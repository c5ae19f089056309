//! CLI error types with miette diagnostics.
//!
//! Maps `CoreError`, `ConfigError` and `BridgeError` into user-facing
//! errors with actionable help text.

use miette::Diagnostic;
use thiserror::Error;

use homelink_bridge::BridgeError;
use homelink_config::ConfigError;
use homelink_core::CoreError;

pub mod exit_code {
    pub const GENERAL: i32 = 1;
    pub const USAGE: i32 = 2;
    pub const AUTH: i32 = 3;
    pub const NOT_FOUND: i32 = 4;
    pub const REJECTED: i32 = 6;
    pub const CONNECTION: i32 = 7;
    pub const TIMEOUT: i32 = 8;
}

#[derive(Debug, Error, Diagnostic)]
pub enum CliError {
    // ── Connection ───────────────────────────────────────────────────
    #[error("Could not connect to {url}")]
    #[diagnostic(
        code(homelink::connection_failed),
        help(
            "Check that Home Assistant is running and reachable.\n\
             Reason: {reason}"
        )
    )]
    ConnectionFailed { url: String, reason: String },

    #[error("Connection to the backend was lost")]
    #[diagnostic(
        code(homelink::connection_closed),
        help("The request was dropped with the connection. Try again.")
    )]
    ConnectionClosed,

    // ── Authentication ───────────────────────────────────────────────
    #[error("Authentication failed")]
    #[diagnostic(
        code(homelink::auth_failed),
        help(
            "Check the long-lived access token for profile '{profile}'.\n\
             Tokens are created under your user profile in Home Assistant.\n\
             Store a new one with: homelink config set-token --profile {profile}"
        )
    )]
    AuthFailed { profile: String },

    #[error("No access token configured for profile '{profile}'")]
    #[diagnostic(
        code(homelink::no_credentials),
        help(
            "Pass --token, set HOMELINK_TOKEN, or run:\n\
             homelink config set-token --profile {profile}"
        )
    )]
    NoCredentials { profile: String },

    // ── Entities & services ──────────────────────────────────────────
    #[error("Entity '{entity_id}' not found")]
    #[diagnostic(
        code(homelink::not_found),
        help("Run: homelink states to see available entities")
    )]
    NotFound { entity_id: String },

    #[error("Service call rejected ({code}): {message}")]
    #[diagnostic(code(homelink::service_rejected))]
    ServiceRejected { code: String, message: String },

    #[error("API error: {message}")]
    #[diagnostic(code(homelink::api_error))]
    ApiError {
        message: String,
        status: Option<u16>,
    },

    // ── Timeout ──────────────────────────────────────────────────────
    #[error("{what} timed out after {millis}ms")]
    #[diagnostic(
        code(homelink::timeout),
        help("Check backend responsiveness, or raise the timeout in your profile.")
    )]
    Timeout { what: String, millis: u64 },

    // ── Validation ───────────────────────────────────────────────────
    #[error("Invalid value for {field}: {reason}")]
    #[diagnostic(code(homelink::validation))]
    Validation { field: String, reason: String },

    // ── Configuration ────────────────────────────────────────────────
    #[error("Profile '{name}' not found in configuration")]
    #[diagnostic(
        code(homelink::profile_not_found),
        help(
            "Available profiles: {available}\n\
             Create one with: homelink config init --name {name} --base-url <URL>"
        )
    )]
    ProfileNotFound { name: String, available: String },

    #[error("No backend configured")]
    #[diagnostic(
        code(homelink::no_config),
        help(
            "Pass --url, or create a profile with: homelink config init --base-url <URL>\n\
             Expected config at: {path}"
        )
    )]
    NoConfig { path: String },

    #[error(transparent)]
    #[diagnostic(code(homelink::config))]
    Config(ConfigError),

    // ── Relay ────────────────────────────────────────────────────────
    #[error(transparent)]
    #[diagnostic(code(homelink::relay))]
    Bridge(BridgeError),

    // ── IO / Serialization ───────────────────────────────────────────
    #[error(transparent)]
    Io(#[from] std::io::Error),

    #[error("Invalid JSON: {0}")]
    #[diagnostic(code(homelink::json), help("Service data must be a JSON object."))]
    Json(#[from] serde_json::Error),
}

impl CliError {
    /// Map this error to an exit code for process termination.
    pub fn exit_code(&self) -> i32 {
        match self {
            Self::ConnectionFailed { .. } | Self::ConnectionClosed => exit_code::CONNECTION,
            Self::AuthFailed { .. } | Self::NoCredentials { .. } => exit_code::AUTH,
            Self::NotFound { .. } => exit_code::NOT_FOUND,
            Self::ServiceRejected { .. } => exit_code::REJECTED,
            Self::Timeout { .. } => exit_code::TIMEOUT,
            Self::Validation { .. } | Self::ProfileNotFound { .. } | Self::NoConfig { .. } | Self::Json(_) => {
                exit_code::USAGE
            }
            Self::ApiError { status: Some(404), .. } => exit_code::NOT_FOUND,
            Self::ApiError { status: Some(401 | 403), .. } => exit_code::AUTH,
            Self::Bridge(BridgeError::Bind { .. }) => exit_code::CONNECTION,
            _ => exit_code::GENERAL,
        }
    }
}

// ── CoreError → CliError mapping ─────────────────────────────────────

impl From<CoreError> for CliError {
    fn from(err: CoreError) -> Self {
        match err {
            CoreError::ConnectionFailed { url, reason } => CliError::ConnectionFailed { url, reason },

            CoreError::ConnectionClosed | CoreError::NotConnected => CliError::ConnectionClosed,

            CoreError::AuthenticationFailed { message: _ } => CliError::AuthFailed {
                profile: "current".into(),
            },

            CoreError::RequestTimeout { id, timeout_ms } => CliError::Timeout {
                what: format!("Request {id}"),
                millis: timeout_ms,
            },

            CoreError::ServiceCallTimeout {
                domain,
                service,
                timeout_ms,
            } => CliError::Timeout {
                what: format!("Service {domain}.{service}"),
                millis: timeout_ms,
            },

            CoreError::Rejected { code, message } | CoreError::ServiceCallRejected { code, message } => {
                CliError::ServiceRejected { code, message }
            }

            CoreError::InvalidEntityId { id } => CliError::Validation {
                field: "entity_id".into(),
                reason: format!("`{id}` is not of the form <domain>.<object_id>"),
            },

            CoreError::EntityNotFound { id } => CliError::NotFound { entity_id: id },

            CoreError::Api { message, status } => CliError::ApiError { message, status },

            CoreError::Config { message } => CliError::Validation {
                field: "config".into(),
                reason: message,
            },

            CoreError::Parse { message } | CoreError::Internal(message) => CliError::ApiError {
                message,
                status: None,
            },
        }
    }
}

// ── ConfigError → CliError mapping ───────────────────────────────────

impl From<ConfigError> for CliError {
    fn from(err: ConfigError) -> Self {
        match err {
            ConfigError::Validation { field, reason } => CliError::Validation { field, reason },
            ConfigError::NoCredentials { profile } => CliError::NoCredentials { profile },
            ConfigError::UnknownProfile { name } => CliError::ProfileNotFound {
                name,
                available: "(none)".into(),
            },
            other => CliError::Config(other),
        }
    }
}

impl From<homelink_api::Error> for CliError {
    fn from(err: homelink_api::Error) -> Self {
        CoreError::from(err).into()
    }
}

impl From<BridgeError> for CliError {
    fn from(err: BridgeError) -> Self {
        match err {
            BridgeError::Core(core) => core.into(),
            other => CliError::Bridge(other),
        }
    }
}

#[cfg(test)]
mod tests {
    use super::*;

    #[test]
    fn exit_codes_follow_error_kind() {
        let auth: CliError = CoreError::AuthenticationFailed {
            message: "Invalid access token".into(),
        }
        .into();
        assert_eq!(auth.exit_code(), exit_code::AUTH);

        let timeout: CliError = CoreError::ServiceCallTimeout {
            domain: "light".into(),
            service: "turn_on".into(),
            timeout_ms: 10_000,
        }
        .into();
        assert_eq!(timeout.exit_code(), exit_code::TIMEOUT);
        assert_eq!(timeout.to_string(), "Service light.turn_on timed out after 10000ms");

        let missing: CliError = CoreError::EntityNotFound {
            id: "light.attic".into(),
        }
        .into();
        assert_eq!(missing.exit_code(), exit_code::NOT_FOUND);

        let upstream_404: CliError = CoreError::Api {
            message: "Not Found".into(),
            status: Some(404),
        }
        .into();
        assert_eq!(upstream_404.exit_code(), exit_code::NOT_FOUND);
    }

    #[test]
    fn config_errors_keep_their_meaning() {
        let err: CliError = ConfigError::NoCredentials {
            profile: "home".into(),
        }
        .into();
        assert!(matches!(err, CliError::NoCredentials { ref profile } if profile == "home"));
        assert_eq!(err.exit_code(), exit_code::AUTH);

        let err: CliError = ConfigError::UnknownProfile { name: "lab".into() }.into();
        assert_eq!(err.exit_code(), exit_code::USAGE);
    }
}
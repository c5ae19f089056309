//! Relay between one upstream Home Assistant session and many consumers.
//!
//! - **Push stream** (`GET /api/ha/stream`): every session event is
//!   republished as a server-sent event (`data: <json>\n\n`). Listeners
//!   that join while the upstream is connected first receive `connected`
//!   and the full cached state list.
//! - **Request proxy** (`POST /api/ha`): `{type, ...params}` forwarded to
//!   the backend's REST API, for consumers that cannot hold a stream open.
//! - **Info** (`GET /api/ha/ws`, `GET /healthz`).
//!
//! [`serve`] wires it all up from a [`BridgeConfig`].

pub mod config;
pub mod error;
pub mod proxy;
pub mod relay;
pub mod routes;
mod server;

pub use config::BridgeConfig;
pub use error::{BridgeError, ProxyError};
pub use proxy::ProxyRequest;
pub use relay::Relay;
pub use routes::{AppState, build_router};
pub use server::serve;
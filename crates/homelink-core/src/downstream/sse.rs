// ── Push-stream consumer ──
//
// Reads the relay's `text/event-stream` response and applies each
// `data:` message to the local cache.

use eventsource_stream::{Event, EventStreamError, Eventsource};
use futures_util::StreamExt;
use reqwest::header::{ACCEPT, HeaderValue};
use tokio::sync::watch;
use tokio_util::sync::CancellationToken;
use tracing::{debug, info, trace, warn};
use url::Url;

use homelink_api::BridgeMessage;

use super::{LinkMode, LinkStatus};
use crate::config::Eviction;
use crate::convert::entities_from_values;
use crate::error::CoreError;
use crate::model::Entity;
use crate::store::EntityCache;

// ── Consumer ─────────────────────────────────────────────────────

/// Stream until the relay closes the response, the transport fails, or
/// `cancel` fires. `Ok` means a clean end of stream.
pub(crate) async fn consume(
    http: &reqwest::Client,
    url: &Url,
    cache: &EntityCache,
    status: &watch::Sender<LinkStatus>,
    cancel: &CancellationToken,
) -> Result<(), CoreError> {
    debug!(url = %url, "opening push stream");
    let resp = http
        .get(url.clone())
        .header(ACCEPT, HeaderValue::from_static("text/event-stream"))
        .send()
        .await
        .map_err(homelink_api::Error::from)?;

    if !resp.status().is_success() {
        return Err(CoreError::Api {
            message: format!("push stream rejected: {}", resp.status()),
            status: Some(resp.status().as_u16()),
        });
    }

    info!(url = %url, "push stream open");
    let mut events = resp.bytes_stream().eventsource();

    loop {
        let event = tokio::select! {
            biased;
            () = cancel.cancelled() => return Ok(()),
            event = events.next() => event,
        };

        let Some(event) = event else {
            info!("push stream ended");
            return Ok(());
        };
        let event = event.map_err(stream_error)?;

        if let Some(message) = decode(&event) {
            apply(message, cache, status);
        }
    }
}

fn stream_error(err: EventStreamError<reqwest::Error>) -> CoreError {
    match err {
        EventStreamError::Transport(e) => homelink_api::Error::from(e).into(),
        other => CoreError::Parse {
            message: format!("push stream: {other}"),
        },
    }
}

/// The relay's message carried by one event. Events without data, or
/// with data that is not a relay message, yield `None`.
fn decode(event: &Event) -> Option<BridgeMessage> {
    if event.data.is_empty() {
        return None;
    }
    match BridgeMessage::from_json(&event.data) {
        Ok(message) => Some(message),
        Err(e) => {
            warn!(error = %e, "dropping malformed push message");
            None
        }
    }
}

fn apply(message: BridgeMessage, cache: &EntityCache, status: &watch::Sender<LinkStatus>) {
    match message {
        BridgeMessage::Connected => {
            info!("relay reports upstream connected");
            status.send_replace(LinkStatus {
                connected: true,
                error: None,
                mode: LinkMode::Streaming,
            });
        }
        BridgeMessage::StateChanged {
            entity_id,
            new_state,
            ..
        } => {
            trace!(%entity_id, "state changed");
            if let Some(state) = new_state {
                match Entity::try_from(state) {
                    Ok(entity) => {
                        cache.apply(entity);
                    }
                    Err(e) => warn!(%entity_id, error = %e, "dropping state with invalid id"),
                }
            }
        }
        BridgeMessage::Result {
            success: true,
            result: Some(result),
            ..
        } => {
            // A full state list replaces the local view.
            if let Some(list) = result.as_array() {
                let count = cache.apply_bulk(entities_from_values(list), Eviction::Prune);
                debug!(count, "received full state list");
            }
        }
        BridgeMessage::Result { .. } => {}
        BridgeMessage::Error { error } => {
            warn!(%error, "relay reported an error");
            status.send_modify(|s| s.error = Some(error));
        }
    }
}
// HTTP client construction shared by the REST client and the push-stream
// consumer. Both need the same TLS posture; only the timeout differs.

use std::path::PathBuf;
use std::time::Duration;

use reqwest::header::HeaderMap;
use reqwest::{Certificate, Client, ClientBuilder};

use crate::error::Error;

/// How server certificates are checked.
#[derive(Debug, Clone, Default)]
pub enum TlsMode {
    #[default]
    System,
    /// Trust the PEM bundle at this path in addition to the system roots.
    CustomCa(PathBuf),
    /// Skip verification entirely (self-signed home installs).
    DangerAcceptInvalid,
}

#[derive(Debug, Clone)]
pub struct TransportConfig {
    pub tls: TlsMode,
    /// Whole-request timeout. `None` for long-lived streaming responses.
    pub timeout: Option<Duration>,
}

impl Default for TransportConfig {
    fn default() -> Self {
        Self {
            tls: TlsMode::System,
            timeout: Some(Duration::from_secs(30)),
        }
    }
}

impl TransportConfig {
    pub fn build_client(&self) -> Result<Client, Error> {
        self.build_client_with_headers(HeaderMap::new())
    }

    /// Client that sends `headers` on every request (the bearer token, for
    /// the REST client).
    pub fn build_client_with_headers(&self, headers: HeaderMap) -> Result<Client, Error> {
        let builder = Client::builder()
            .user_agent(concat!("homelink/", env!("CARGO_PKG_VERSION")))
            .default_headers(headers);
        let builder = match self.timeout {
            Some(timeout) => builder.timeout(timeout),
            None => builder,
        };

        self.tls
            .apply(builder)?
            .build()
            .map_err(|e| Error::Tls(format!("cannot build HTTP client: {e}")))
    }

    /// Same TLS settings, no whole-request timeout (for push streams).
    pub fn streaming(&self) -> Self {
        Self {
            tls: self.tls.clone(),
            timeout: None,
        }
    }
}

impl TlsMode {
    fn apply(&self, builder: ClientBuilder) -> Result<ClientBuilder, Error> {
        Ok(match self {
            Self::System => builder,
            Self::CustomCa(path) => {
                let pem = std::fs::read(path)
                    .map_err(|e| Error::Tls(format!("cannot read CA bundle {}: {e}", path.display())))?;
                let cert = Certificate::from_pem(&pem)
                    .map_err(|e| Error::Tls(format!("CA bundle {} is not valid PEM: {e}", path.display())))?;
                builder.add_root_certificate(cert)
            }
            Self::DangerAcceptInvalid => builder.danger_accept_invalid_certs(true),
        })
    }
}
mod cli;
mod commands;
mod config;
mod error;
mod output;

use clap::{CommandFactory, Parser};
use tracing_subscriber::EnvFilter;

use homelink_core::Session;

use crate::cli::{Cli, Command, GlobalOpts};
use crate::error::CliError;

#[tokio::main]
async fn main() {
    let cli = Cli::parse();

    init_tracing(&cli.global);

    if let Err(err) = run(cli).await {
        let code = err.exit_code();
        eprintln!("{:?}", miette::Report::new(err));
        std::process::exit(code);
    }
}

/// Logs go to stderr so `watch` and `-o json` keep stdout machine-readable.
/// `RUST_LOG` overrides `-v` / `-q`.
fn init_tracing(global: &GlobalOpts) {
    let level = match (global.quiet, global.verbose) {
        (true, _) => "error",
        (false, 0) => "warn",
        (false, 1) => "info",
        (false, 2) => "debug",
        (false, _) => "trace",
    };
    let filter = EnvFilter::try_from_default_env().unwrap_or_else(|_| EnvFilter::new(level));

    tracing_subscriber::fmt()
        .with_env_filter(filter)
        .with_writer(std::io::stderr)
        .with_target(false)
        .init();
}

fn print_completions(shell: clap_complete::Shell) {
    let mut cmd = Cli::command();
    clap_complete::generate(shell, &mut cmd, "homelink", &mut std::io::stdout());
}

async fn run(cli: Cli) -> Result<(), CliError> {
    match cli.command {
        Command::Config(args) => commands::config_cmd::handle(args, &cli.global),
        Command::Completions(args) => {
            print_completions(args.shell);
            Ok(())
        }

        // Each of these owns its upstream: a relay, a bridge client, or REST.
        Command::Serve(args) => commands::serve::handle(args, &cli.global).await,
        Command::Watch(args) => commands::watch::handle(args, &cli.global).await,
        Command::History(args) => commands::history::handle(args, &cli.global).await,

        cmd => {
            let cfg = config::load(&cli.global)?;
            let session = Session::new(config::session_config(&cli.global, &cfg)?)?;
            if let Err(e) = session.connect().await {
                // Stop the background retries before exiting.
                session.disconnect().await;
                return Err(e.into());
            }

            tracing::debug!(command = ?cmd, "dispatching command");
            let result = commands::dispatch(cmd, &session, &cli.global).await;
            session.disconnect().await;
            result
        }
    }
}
++++++
What this task involves =
Copy every line above that includes the string "impl".

Problem solution =
impl CliError {
impl From<CoreError> for CliError {
impl From<ConfigError> for CliError {
impl From<homelink_api::Error> for CliError {
impl From<BridgeError> for CliError {
impl Default for TransportConfig {
impl TransportConfig {
impl TlsMode {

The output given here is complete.